Hi, I just installed FreeBSD 8.2 on an Acer Aspire One model D255E-13815 and the computer hangs when the adapter is brought up. 

Since the computer hanged during the network adapter configuration step, I am manually bringing it up by calling either 

[CMD=""]dhclient alc0[/CMD]
[CMD=""]ifconfig alc0 ip_address[/CMD]

and it hangs after a few seconds of issuing the command.  Before it hangs, the adapter works fine (I am able to ping another host).

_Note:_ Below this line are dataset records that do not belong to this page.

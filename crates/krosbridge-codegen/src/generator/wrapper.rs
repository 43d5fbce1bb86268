//! Topic, service and action wrapper classes.
//!
//! Each wrapper extends the matching generic krosbridge class and exposes
//! `suspend` operations whose parameters are the payload's variable fields.
//! The operations build the payload and forward it to the base class.

use crate::code_writer::CodeWriter;
use crate::error::{Error, Result};
use crate::kotlin::{ClassName, KotlinType, escape_identifier, krosbridge, string_literal};
use crate::resolver::TypeResolver;
use crate::types::{Action, Field, Message, Service, TypeName};

use super::source::KotlinFile;
use super::{
    FEEDBACK_SUFFIX, GOAL_SUFFIX, REQUEST_SUFFIX, RESPONSE_SUFFIX, RESULT_SUFFIX, TOPIC_SUFFIX,
};

/// One `public suspend fun` of a wrapper
struct Operation {
    name: &'static str,
    params: Vec<String>,
    returns: Option<String>,
    body: String,
}

impl Operation {
    fn write(&self, w: &mut CodeWriter<String>) -> std::fmt::Result {
        let signature = match &self.returns {
            Some(ret) => format!(
                "public suspend fun {}({}): {}",
                self.name,
                self.params.join(", "),
                ret
            ),
            None => format!("public suspend fun {}({})", self.name, self.params.join(", ")),
        };
        w.block(&signature, |w| w.writeln(&self.body))
    }
}

/// Declarations and argument names for the variable fields of a payload
struct Params {
    decls: Vec<String>,
    args: Vec<String>,
}

impl Params {
    fn new(
        file: &mut KotlinFile,
        resolver: &TypeResolver,
        fields: &[Field],
        enclosing: &[String],
    ) -> Self {
        let mut decls = Vec::new();
        let mut args = Vec::new();
        for field in fields.iter().filter(|f| f.is_variable()) {
            let name = escape_identifier(&field.name);
            let ty = file.type_name(&resolver.resolve(field, enclosing));
            decls.push(format!("{}: {}", name, ty));
            args.push(name);
        }
        Self { decls, args }
    }

    /// Rejects a payload field named like one of the operation's own parameters
    fn reserve(&self, schema: &TypeName, operation: &'static str, reserved: &[&str]) -> Result<()> {
        match self.args.iter().find(|arg| reserved.contains(&arg.as_str())) {
            Some(name) => Err(Error::ReservedParameter {
                schema: schema.clone(),
                operation,
                name: name.clone(),
            }),
            None => Ok(()),
        }
    }

    /// `Payload(a, b)`
    fn construct(&self, payload: &str) -> String {
        format!("{}({})", payload, self.args.join(", "))
    }
}

/// Class header shared by every wrapper:
/// `(ros: Ros, name: String) : Base<..>(ros, name, "<type>", Payload::class, ..)`
fn write_wrapper<F>(
    file: &mut KotlinFile,
    schema_name: &TypeName,
    base: &ClassName,
    payloads: &[&ClassName],
    body: F,
) -> Result<String>
where
    F: FnOnce(&mut KotlinFile) -> Result<Vec<Operation>>,
{
    let wrapper = escape_identifier(&file.class().simple);
    let ros = file.name(&krosbridge::ros());
    let string = file.name(&ClassName::string());
    let base_type = file.type_name(&KotlinType::parameterized(
        base.clone(),
        payloads.iter().map(|p| p.to_type()).collect(),
    ));
    let mut base_args = vec![
        "ros".to_string(),
        "name".to_string(),
        string_literal(&schema_name.to_string()),
    ];
    for payload in payloads {
        base_args.push(format!("{}::class", file.name(payload)));
    }
    let operations = body(file)?;

    let mut w = CodeWriter::new(String::new());
    w.writeln(&format!("public class {}(", wrapper))?;
    {
        let _indent = w.indent();
        w.writeln(&format!("ros: {},", ros))?;
        w.writeln(&format!("name: {}", string))?;
    }
    let header = format!(") : {}({})", base_type, base_args.join(", "));
    w.block(&header, |w| {
        for (i, operation) in operations.iter().enumerate() {
            if i > 0 {
                w.blank_line()?;
            }
            operation.write(w)?;
        }
        Ok(())
    })?;

    Ok(file.finish(&w.into_inner()))
}

/// `XTopic : GenericTopic<X>` with `publish`
pub fn render_topic_class(resolver: &TypeResolver, msg: &Message) -> Result<(ClassName, String)> {
    let ns = &msg.name.namespace;
    let payload = resolver.class_for(&msg.name);
    let wrapper = resolver.class_for(&msg.name.with_suffix(TOPIC_SUFFIX));
    let mut file = KotlinFile::new(wrapper.clone());

    let text = write_wrapper(
        &mut file,
        &msg.name,
        &krosbridge::generic_topic(),
        &[&payload],
        |file| {
            let payload_name = file.name(&payload);
            let params = Params::new(file, resolver, &msg.fields, ns);
            Ok(vec![Operation {
                name: "publish",
                body: format!("return super.publish({})", params.construct(&payload_name)),
                params: params.decls,
                returns: None,
            }])
        },
    )?;
    Ok((wrapper, text))
}

/// `X : GenericService<XRequest, XResponse>` with `call` and `sendResponse`
pub fn render_service_class(resolver: &TypeResolver, srv: &Service) -> Result<(ClassName, String)> {
    let ns = &srv.name.namespace;
    let request = resolver.class_for(&srv.name.with_suffix(REQUEST_SUFFIX));
    let response = resolver.class_for(&srv.name.with_suffix(RESPONSE_SUFFIX));
    let wrapper = resolver.class_for(&srv.name);
    let mut file = KotlinFile::new(wrapper.clone());

    let text = write_wrapper(
        &mut file,
        &srv.name,
        &krosbridge::generic_service(),
        &[&request, &response],
        |file| {
            let request_name = file.name(&request);
            let response_name = file.name(&response);
            let call_returns = file.type_name(&KotlinType::parameterized(
                ClassName::pair(),
                vec![response.to_type().nullable(), ClassName::boolean().to_type()],
            ));
            let boolean = file.name(&ClassName::boolean());
            let nullable_string = file.type_name(&ClassName::string().to_type().nullable());

            let call = Params::new(file, resolver, &srv.request, ns);
            let mut respond = Params::new(file, resolver, &srv.response, ns);
            respond.reserve(&srv.name, "sendResponse", &["serviceResult", "serviceId"])?;
            let respond_body = format!(
                "return super.sendResponse({}, serviceResult, serviceId)",
                respond.construct(&response_name)
            );
            respond.decls.push(format!("serviceResult: {}", boolean));
            respond.decls.push(format!("serviceId: {}", nullable_string));

            Ok(vec![
                Operation {
                    name: "call",
                    body: format!("return super.call({})", call.construct(&request_name)),
                    params: call.decls,
                    returns: Some(call_returns),
                },
                Operation {
                    name: "sendResponse",
                    params: respond.decls,
                    returns: None,
                    body: respond_body,
                },
            ])
        },
    )?;
    Ok((wrapper, text))
}

/// `X : GenericAction<XGoal, XFeedback, XResult>` with `sendGoal`,
/// `sendFeedback` and `sendResult`
pub fn render_action_class(resolver: &TypeResolver, action: &Action) -> Result<(ClassName, String)> {
    let ns = &action.name.namespace;
    let goal = resolver.class_for(&action.name.with_suffix(GOAL_SUFFIX));
    let feedback = resolver.class_for(&action.name.with_suffix(FEEDBACK_SUFFIX));
    let result = resolver.class_for(&action.name.with_suffix(RESULT_SUFFIX));
    let wrapper = resolver.class_for(&action.name);
    let mut file = KotlinFile::new(wrapper.clone());

    let text = write_wrapper(
        &mut file,
        &action.name,
        &krosbridge::generic_action(),
        &[&goal, &feedback, &result],
        |file| {
            let goal_name = file.name(&goal);
            let feedback_name = file.name(&feedback);
            let result_name = file.name(&result);
            let boolean = file.name(&ClassName::boolean());
            let string = file.name(&ClassName::string());
            let goal_returns = file.type_name(&KotlinType::parameterized(
                ClassName::flow(),
                vec![krosbridge::action_type().to_type()],
            ));

            let goal_params = Params::new(file, resolver, &action.goal, ns);
            goal_params.reserve(&action.name, "sendGoal", &["feedback"])?;
            let mut send_goal = vec![format!("feedback: {}", boolean)];
            send_goal.extend(goal_params.decls.iter().cloned());

            let mut send_feedback = Params::new(file, resolver, &action.feedback, ns);
            send_feedback.reserve(&action.name, "sendFeedback", &["id"])?;
            let feedback_body = format!(
                "return super.sendFeedback({}, id)",
                send_feedback.construct(&feedback_name)
            );
            send_feedback.decls.push(format!("id: {}", string));

            let mut send_result = Params::new(file, resolver, &action.result, ns);
            send_result.reserve(&action.name, "sendResult", &["id", "isResult"])?;
            let result_body = format!(
                "return super.sendResult({}, id, isResult)",
                send_result.construct(&result_name)
            );
            send_result.decls.push(format!("id: {}", string));
            send_result.decls.push(format!("isResult: {} = true", boolean));

            Ok(vec![
                Operation {
                    name: "sendGoal",
                    params: send_goal,
                    returns: Some(goal_returns),
                    body: format!(
                        "return super.sendGoal({}, feedback)",
                        goal_params.construct(&goal_name)
                    ),
                },
                Operation {
                    name: "sendFeedback",
                    params: send_feedback.decls,
                    returns: None,
                    body: feedback_body,
                },
                Operation {
                    name: "sendResult",
                    params: send_result.decls,
                    returns: None,
                    body: result_body,
                },
            ])
        },
    )?;
    Ok((wrapper, text))
}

The adapter is recognized as "Atheros AR8152 v1.1 PCIe Fast Ethernet" /var/log/messages.

Any ideas on how to fix this?

Regards.

Juan


----------



## wblock@ (Sep 19, 2011)

There have been updates to the alc(4) driver since 8.2-RELEASE.  Short of that, or trying 9.0-BETA2, there are loader and sysctl tunables that can be disabled.  Try those msi/msix settings.  If that doesn't work, try 9.0-BETA2 or 8-STABLE, or post to the freebsd-net mail list.


----------



## jcd (Sep 19, 2011)

Thanks for your reply wblock, I am sorry but lots of pressure right now so I cannot think clearly.  If you could just direct me on how to obtain/install the updated driver I would really appreciate it.  Or event what you mean by "those msi/msix settings"?


----------



## wblock@ (Sep 19, 2011)

alc(4) is a link to the man page for alc, or just
`% man alc`

It shows there are a couple of loader entries that can be used to disable MSI (message signalled interrupts) usage.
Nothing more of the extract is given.